A hybrid battery technology engineered in China not only stores and delivers electricity but also produces biomass-derived chemicals in a flow system. The furfural–nickel hydroxide battery converts furfural sourced from agricultural biomass into either furfuryl alcohol or furoic acid.

The module architecture combines rechargeable with redox flow battery concepts to realize both electricity storage and chemical production functions. Inclusion of a rhodium-copper based bifunctional metal catalyst for the anode supports conversion of electrolyte-containing furfural into furfuryl alcohol when the battery is charged; furoic acid is formed as the battery is discharged. The cathode is assembled with a cobalt-doped nickel hydroxide material, similar to that used in traditional nickel–zinc or nickel–metal hydride batteries.

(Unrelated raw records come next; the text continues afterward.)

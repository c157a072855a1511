//! Named methods the reactor can invoke.

use std::collections::HashMap;
use std::future::Future;
use std::sync::{Arc, PoisonError, RwLock};

use futures::future::BoxFuture;
use serde_json::{Map, Value};
use tracing::debug;

use crate::error::HandlerError;

pub type HandlerResult = Result<Value, HandlerError>;

pub type AsyncMethod = Arc<dyn Fn(Value) -> BoxFuture<'static, HandlerResult> + Send + Sync>;
pub type BlockingMethod = Arc<dyn Fn(Value) -> HandlerResult + Send + Sync>;

/// Which named params a method receives.
#[derive(Debug, Clone, PartialEq, Eq)]
pub enum ParamSpec {
    /// Only these names are passed on; others are dropped.
    Fixed(Vec<String>),
    /// Everything is passed on.
    Open,
}

impl ParamSpec {
    pub fn fixed<I, S>(names: I) -> Self
    where
        I: IntoIterator<Item = S>,
        S: Into<String>,
    {
        Self::Fixed(names.into_iter().map(Into::into).collect())
    }

    /// Apply the descriptor to incoming params. Missing params become `{}`.
    pub fn bind(&self, method: &str, params: Option<Value>) -> Value {
        let params = match params {
            None | Some(Value::Null) => return Value::Object(Map::new()),
            Some(params) => params,
        };

        let (ParamSpec::Fixed(names), Value::Object(map)) = (self, &params) else {
            return params;
        };

        let (kept, rejected): (Map<String, Value>, Map<String, Value>) = map
            .clone()
            .into_iter()
            .partition(|(key, _)| names.contains(key));

        if !rejected.is_empty() {
            let rejected: Vec<&String> = rejected.keys().collect();
            debug!(%method, ?rejected, "dropping undeclared params");
        }
        Value::Object(kept)
    }
}

/// How a method runs.
#[derive(Clone)]
pub enum Method {
    /// Spawned as a task on the runtime.
    Async(AsyncMethod),
    /// Run on the blocking pool, bounded by the worker limit.
    Blocking(BlockingMethod),
}

/// A registered method and its parameter descriptor.
#[derive(Clone)]
pub struct Entry {
    pub params: ParamSpec,
    pub method: Method,
}

/// Thread-safe map of method names to handlers. Re-registering a name
/// replaces the previous entry.
#[derive(Default)]
pub struct MethodRegistry {
    methods: RwLock<HashMap<String, Entry>>,
}

impl MethodRegistry {
    pub fn new() -> Self {
        Self::default()
    }

    pub fn register(&self, name: impl Into<String>, entry: Entry) {
        let name = name.into();
        debug!(method = %name, "registering method");
        self.methods
            .write()
            .unwrap_or_else(PoisonError::into_inner)
            .insert(name, entry);
    }

    pub fn register_async<F, Fut>(&self, name: impl Into<String>, params: ParamSpec, f: F)
    where
        F: Fn(Value) -> Fut + Send + Sync + 'static,
        Fut: Future<Output = HandlerResult> + Send + 'static,
    {
        let method: AsyncMethod = Arc::new(move |params| Box::pin(f(params)));
        self.register(
            name,
            Entry {
                params,
                method: Method::Async(method),
            },
        );
    }

    pub fn register_blocking<F>(&self, name: impl Into<String>, params: ParamSpec, f: F)
    where
        F: Fn(Value) -> HandlerResult + Send + Sync + 'static,
    {
        self.register(
            name,
            Entry {
                params,
                method: Method::Blocking(Arc::new(f)),
            },
        );
    }

    pub fn unregister(&self, name: &str) -> bool {
        self.methods
            .write()
            .unwrap_or_else(PoisonError::into_inner)
            .remove(name)
            .is_some()
    }

    pub fn get(&self, name: &str) -> Option<Entry> {
        self.methods
            .read()
            .unwrap_or_else(PoisonError::into_inner)
            .get(name)
            .cloned()
    }

    pub fn contains(&self, name: &str) -> bool {
        self.methods
            .read()
            .unwrap_or_else(PoisonError::into_inner)
            .contains_key(name)
    }

    /// Registered names, sorted.
    pub fn names(&self) -> Vec<String> {
        let mut names: Vec<String> = self
            .methods
            .read()
            .unwrap_or_else(PoisonError::into_inner)
            .keys()
            .cloned()
            .collect();
        names.sort();
        names
    }
}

After charging with a solar cell, four series-connected hybrid batteries designed by researchers from Tsinghua University and Beijing University of Chemical Technology were demonstrated to power LED lights, smart phones and other devices while continually producing furfuryl alcohol and furoic acid during battery cycling. The chemicals are conducted away using a flow system.

The system described in Angewandte Chemie International Edition offers a peak power density up to 107 mW/cm² in addition to the production of value-added chemicals of use as precursors in the manufacture of resins, flavors and pharmaceuticals.